- _TASK_
Copy each line of the data that has "title" in it.

- _EXERCISE MATERIAL_
------------------------------------------------------------------------

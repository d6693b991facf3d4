//! Server-rendered HTML pages
//!
//! Every upstream or user supplied string goes through [`esc`] or [`attr`]
//! before it reaches the markup. The one exception is the Patient narrative
//! (`text.div`), which the FHIR server already rendered as XHTML.

pub mod patient;
pub mod sample;
pub mod search;

use std::borrow::Cow;

use crate::flash::Flash;
use crate::paths;

/// Escape text content
pub fn esc(text: &str) -> Cow<'_, str> {
    html_escape::encode_text(text)
}

/// Escape a double quoted attribute value
pub fn attr(value: &str) -> Cow<'_, str> {
    html_escape::encode_double_quoted_attribute(value)
}

/// Wrap `body` in the site layout, showing `flash` above the content
pub fn page(title: &str, flash: Option<&Flash>, body: &str) -> String {
    let notice = flash
        .map(|flash| {
            format!(
                r#"<div class="alert {}" role="alert">{}</div>"#,
                flash.level.css_class(),
                esc(&flash.message)
            )
        })
        .unwrap_or_default();

    format!(
        r##"<!DOCTYPE html>
<html lang="en">
<head>
<meta charset="utf-8">
<meta name="viewport" content="width=device-width, initial-scale=1">
<link rel="icon" href="data:,">
<title>{title} | FHIR Patient Portal</title>
<style>
  body {{ font-family: -apple-system, BlinkMacSystemFont, "Segoe UI", Roboto, sans-serif;
         background: #f5f5f5; color: #333; line-height: 1.6; margin: 0; }}
  nav {{ background: #2c3e50; padding: 12px 32px; }}
  nav a {{ color: #ecf0f1; margin-right: 20px; text-decoration: none; }}
  main {{ max-width: 960px; margin: 24px auto; padding: 0 16px; }}
  table {{ width: 100%; border-collapse: collapse; background: #fff; }}
  th, td {{ text-align: left; padding: 6px 10px; border-bottom: 1px solid #eee; vertical-align: top; }}
  th {{ width: 30%; color: #666; font-weight: 500; }}
  pre {{ background: #fff; padding: 12px; overflow-x: auto; }}
  fieldset {{ background: #fff; border: 1px solid #ddd; margin-bottom: 16px; }}
  label {{ display: inline-block; min-width: 200px; }}
  .alert {{ padding: 10px 16px; margin-bottom: 16px; border-radius: 4px; }}
  .alert-success {{ background: #d4edda; color: #155724; }}
  .alert-danger {{ background: #f8d7da; color: #721c24; }}
</style>
</head>
<body>
<nav>
  <a href="{index}">Home</a>
  <a href="{list}">Patients</a>
  <a href="{search}">Search</a>
  <a href="{new}">New Patient</a>
  <a href="{json}">Sample Bundle</a>
  <a href="{cda}">Sample CDA</a>
</nav>
<main>
{notice}
<h1>{heading}</h1>
{body}
</main>
</body>
</html>
"##,
        title = esc(title),
        heading = esc(title),
        index = paths::INDEX,
        list = paths::PATIENT_LIST,
        search = paths::SEARCH,
        new = paths::NEW,
        json = paths::SAMPLE_JSON,
        cda = paths::SAMPLE_CDA,
    )
}

pub fn index(flash: Option<&Flash>) -> String {
    let body = format!(
        r#"<p>Browse, search and maintain Patient resources on a FHIR R4 server.</p>
<ul>
  <li><a href="{list}">Recently updated patients</a></li>
  <li><a href="{search}">Search patients, practitioners, observations and medications</a></li>
  <li><a href="{new}">Create a patient</a></li>
  <li><a href="{json}">Sample patient summary bundle (JSON)</a></li>
  <li><a href="{cda}">Sample patient summary as CDA</a></li>
</ul>"#,
        list = paths::PATIENT_LIST,
        search = paths::SEARCH,
        new = paths::NEW,
        json = paths::SAMPLE_JSON,
        cda = paths::SAMPLE_CDA,
    );

    page("FHIR Patient Portal", flash, &body)
}

pub fn error_page(title: &str, message: &str) -> String {
    let body = format!(
        r#"<p>{}</p>
<p><a href="{}">Back to the home page</a></p>"#,
        esc(message),
        paths::INDEX
    );

    page(title, None, &body)
}
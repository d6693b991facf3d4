//! fhir-portal-core: Display logic for the FHIR patient portal
//!
//! Everything in this crate is pure and I/O-free: projecting FHIR resources
//! into flat display records, the search parameter contract, form-to-resource
//! marshalling and the sample bundle / CDA conversion.

pub mod bundle;
pub mod cda;
pub mod error;
pub mod form;
pub mod outcome;
pub mod path;
pub mod projector;
pub mod sample;
pub mod search;
pub mod summary;

pub use bundle::{Bundle, BundleEntry, BundleLink, BundleType};
pub use cda::fhir_to_cda;
pub use error::{CoreError, Result};
pub use form::{FormFields, apply_form, edit_values, patient_from_form, selected_languages};
pub use outcome::{IssueSeverity, OperationOutcome, OperationOutcomeIssue};
pub use projector::{DisplayRecord, NOT_AVAILABLE, project_patient};
pub use sample::{sample_patient, sample_patient_bundle};
pub use search::{ResourceKind, search_params};
pub use summary::{ResourceSummary, summarize};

------------------------------------------------------------------------

- _RESPONSE BELOW_
pub fn page(title: &str, flash: Option<&Flash>, body: &str) -> String {
<title>{title} | FHIR Patient Portal</title>
        title = esc(title),
        heading = esc(title),
pub fn error_page(title: &str, message: &str) -> String {
    page(title, None, &body)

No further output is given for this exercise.